** Opening Source information block **

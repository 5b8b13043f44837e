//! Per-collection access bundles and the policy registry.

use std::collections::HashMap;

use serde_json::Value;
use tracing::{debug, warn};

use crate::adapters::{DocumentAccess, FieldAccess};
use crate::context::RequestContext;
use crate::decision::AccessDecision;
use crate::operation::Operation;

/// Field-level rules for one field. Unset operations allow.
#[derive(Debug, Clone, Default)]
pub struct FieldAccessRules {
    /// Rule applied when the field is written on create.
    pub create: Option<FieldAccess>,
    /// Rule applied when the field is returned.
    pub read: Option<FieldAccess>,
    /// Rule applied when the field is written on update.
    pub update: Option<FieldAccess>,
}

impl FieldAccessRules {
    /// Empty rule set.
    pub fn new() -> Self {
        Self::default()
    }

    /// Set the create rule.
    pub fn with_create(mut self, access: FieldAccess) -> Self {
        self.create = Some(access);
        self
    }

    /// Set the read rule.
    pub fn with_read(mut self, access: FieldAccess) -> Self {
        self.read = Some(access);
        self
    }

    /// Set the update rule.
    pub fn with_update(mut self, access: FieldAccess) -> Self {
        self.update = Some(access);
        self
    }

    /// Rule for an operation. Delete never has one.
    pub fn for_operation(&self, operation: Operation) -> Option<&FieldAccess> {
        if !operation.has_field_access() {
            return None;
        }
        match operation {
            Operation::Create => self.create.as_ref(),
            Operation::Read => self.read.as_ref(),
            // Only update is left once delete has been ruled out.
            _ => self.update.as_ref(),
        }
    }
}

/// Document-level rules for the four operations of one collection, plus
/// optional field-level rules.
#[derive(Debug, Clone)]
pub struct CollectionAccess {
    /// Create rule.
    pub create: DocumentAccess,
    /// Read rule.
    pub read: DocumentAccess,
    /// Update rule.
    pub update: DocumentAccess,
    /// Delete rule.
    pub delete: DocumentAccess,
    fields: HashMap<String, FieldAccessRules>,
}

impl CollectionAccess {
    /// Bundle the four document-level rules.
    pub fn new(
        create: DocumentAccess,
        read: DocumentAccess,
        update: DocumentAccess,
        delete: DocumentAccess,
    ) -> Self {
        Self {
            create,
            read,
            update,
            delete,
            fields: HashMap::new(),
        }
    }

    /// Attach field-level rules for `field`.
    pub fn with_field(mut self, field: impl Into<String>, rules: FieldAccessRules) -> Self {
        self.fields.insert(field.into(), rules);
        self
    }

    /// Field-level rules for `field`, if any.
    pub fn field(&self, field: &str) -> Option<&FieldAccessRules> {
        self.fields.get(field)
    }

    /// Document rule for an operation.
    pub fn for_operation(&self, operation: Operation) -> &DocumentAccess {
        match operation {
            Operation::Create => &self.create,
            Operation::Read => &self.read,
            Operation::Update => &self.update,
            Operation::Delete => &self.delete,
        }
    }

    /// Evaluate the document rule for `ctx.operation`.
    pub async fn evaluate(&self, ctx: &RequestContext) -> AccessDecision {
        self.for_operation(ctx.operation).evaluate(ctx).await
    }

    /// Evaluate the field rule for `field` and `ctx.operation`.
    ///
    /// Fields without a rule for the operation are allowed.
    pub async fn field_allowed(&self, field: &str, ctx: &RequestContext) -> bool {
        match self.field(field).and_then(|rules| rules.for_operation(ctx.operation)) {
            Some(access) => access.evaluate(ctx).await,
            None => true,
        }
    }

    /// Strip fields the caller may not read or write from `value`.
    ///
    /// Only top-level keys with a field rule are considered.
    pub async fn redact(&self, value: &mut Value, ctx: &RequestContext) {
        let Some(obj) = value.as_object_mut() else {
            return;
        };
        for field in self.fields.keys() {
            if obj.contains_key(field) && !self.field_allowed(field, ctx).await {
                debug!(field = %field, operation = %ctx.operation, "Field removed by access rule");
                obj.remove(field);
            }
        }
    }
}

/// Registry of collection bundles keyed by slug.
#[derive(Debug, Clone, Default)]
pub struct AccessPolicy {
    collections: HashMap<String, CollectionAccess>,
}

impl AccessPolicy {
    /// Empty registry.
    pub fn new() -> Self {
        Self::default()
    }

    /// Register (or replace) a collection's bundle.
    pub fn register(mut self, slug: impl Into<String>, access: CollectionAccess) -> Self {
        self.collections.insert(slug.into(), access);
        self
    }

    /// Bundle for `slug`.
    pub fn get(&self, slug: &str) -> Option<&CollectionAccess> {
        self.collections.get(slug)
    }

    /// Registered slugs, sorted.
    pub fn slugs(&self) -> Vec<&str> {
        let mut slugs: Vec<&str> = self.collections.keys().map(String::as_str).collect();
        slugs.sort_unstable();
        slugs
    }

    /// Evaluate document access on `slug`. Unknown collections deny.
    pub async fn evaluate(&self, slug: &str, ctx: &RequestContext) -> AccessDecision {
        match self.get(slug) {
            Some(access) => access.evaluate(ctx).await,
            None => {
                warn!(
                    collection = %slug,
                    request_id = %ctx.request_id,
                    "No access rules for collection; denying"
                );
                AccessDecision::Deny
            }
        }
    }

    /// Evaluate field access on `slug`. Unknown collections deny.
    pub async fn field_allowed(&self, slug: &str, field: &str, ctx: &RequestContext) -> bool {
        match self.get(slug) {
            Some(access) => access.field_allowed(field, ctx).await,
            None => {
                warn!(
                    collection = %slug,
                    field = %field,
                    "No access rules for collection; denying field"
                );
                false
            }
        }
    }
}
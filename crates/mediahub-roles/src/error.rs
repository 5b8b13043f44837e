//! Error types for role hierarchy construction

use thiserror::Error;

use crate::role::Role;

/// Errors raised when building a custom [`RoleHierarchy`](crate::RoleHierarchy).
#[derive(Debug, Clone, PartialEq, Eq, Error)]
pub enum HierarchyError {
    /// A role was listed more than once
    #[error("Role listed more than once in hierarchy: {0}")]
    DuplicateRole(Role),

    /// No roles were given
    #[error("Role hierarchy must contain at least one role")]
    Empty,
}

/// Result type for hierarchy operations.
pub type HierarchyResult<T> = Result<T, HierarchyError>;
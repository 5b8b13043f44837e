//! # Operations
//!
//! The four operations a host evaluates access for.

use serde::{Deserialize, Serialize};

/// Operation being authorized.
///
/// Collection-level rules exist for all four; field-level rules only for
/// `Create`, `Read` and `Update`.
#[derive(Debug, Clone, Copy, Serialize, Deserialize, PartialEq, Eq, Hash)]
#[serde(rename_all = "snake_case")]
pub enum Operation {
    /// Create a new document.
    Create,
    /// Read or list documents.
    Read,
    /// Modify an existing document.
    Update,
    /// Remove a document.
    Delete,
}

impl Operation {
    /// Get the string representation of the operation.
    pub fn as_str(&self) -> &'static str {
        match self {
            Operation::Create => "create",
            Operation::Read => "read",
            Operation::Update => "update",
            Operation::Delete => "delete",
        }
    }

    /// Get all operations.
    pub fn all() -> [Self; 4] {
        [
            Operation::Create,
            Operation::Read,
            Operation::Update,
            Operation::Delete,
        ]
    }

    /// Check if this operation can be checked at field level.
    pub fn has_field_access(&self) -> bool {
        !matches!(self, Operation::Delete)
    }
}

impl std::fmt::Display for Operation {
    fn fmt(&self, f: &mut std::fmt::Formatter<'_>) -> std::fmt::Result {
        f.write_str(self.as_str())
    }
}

** Closing Source information block **

Write each line of the data down again exactly as it reads.

repository 5b8b13043f44837e
//! Per-collection access bundles and the policy registry.

use std::collections::HashMap;

use serde_json::Value;
use tracing::{debug, warn};

use crate::adapters::{DocumentAccess, FieldAccess};
use crate::context::RequestContext;
use crate::decision::AccessDecision;
use crate::operation::Operation;

/// Field-level rules for one field. Unset operations allow.
#[derive(Debug, Clone, Default)]
pub struct FieldAccessRules {
    /// Rule applied when the field is written on create.
    pub create: Option<FieldAccess>,
    /// Rule applied when the field is returned.
    pub read: Option<FieldAccess>,
    /// Rule applied when the field is written on update.
    pub update: Option<FieldAccess>,
}

impl FieldAccessRules {
    /// Empty rule set.
    pub fn new() -> Self {
        Self::default()
    }

    /// Set the create rule.
    pub fn with_create(mut self, access: FieldAccess) -> Self {
        self.create = Some(access);
        self
    }

    /// Set the read rule.
    pub fn with_read(mut self, access: FieldAccess) -> Self {
        self.read = Some(access);
        self
    }

    /// Set the update rule.
    pub fn with_update(mut self, access: FieldAccess) -> Self {
        self.update = Some(access);
        self
    }

    /// Rule for an operation. Delete never has one.
    pub fn for_operation(&self, operation: Operation) -> Option<&FieldAccess> {
        if !operation.has_field_access() {
            return None;
        }
        match operation {
            Operation::Create => self.create.as_ref(),
            Operation::Read => self.read.as_ref(),
            // Only update is left once delete has been ruled out.
            _ => self.update.as_ref(),
        }
    }
}

/// Document-level rules for the four operations of one collection, plus
/// optional field-level rules.
#[derive(Debug, Clone)]
pub struct CollectionAccess {
    /// Create rule.
    pub create: DocumentAccess,
    /// Read rule.
    pub read: DocumentAccess,
    /// Update rule.
    pub update: DocumentAccess,
    /// Delete rule.
    pub delete: DocumentAccess,
    fields: HashMap<String, FieldAccessRules>,
}

impl CollectionAccess {
    /// Bundle the four document-level rules.
    pub fn new(
        create: DocumentAccess,
        read: DocumentAccess,
        update: DocumentAccess,
        delete: DocumentAccess,
    ) -> Self {
        Self {
            create,
            read,
            update,
            delete,
            fields: HashMap::new(),
        }
    }

    /// Attach field-level rules for `field`.
    pub fn with_field(mut self, field: impl Into<String>, rules: FieldAccessRules) -> Self {
        self.fields.insert(field.into(), rules);
        self
    }

    /// Field-level rules for `field`, if any.
    pub fn field(&self, field: &str) -> Option<&FieldAccessRules> {
        self.fields.get(field)
    }

    /// Document rule for an operation.
    pub fn for_operation(&self, operation: Operation) -> &DocumentAccess {
        match operation {
            Operation::Create => &self.create,
            Operation::Read => &self.read,
            Operation::Update => &self.update,
            Operation::Delete => &self.delete,
        }
    }

    /// Evaluate the document rule for `ctx.operation`.
    pub async fn evaluate(&self, ctx: &RequestContext) -> AccessDecision {
        self.for_operation(ctx.operation).evaluate(ctx).await
    }

    /// Evaluate the field rule for `field` and `ctx.operation`.
    ///
    /// Fields without a rule for the operation are allowed.
    pub async fn field_allowed(&self, field: &str, ctx: &RequestContext) -> bool {
        match self.field(field).and_then(|rules| rules.for_operation(ctx.operation)) {
            Some(access) => access.evaluate(ctx).await,
            None => true,
        }
    }

    /// Strip fields the caller may not read or write from `value`.
    ///
    /// Only top-level keys with a field rule are considered.
    pub async fn redact(&self, value: &mut Value, ctx: &RequestContext) {
        let Some(obj) = value.as_object_mut() else {
            return;
        };
        for field in self.fields.keys() {
            if obj.contains_key(field) && !self.field_allowed(field, ctx).await {
                debug!(field = %field, operation = %ctx.operation, "Field removed by access rule");
                obj.remove(field);
            }
        }
    }
}

/// Registry of collection bundles keyed by slug.
#[derive(Debug, Clone, Default)]
pub struct AccessPolicy {
    collections: HashMap<String, CollectionAccess>,
}

impl AccessPolicy {
    /// Empty registry.
    pub fn new() -> Self {
        Self::default()
    }

    /// Register (or replace) a collection's bundle.
    pub fn register(mut self, slug: impl Into<String>, access: CollectionAccess) -> Self {
        self.collections.insert(slug.into(), access);
        self
    }

    /// Bundle for `slug`.
    pub fn get(&self, slug: &str) -> Option<&CollectionAccess> {
        self.collections.get(slug)
    }

    /// Registered slugs, sorted.
    pub fn slugs(&self) -> Vec<&str> {
        let mut slugs: Vec<&str> = self.collections.keys().map(String::as_str).collect();
        slugs.sort_unstable();
        slugs
    }

    /// Evaluate document access on `slug`. Unknown collections deny.
    pub async fn evaluate(&self, slug: &str, ctx: &RequestContext) -> AccessDecision {
        match self.get(slug) {
            Some(access) => access.evaluate(ctx).await,
            None => {
                warn!(
                    collection = %slug,
                    request_id = %ctx.request_id,
                    "No access rules for collection; denying"
                );
                AccessDecision::Deny
            }
        }
    }

    /// Evaluate field access on `slug`. Unknown collections deny.
    pub async fn field_allowed(&self, slug: &str, field: &str, ctx: &RequestContext) -> bool {
        match self.get(slug) {
            Some(access) => access.field_allowed(field, ctx).await,
            None => {
                warn!(
                    collection = %slug,
                    field = %field,
                    "No access rules for collection; denying field"
                );
                false
            }
        }
    }
}
filename crates/mediahub-roles/src/error.rs
repository 5b8b13043f44837e
//! Error types for role hierarchy construction

use thiserror::Error;

use crate::role::Role;

/// Errors raised when building a custom [`RoleHierarchy`](crate::RoleHierarchy).
#[derive(Debug, Clone, PartialEq, Eq, Error)]
pub enum HierarchyError {
    /// A role was listed more than once
    #[error("Role listed more than once in hierarchy: {0}")]
    DuplicateRole(Role),

    /// No roles were given
    #[error("Role hierarchy must contain at least one role")]
    Empty,
}

/// Result type for hierarchy operations.
pub type HierarchyResult<T> = Result<T, HierarchyError>;
repository 5b8b13043f44837e
//! # Operations
//!
//! The four operations a host evaluates access for.

use serde::{Deserialize, Serialize};

/// Operation being authorized.
///
/// Collection-level rules exist for all four; field-level rules only for
/// `Create`, `Read` and `Update`.
#[derive(Debug, Clone, Copy, Serialize, Deserialize, PartialEq, Eq, Hash)]
#[serde(rename_all = "snake_case")]
pub enum Operation {
    /// Create a new document.
    Create,
    /// Read or list documents.
    Read,
    /// Modify an existing document.
    Update,
    /// Remove a document.
    Delete,
}

impl Operation {
    /// Get the string representation of the operation.
    pub fn as_str(&self) -> &'static str {
        match self {
            Operation::Create => "create",
            Operation::Read => "read",
            Operation::Update => "update",
            Operation::Delete => "delete",
        }
    }

    /// Get all operations.
    pub fn all() -> [Self; 4] {
        [
            Operation::Create,
            Operation::Read,
            Operation::Update,
            Operation::Delete,
        ]
    }

    /// Check if this operation can be checked at field level.
    pub fn has_field_access(&self) -> bool {
        !matches!(self, Operation::Delete)
    }
}

impl std::fmt::Display for Operation {
    fn fmt(&self, f: &mut std::fmt::Formatter<'_>) -> std::fmt::Result {
        f.write_str(self.as_str())
    }
}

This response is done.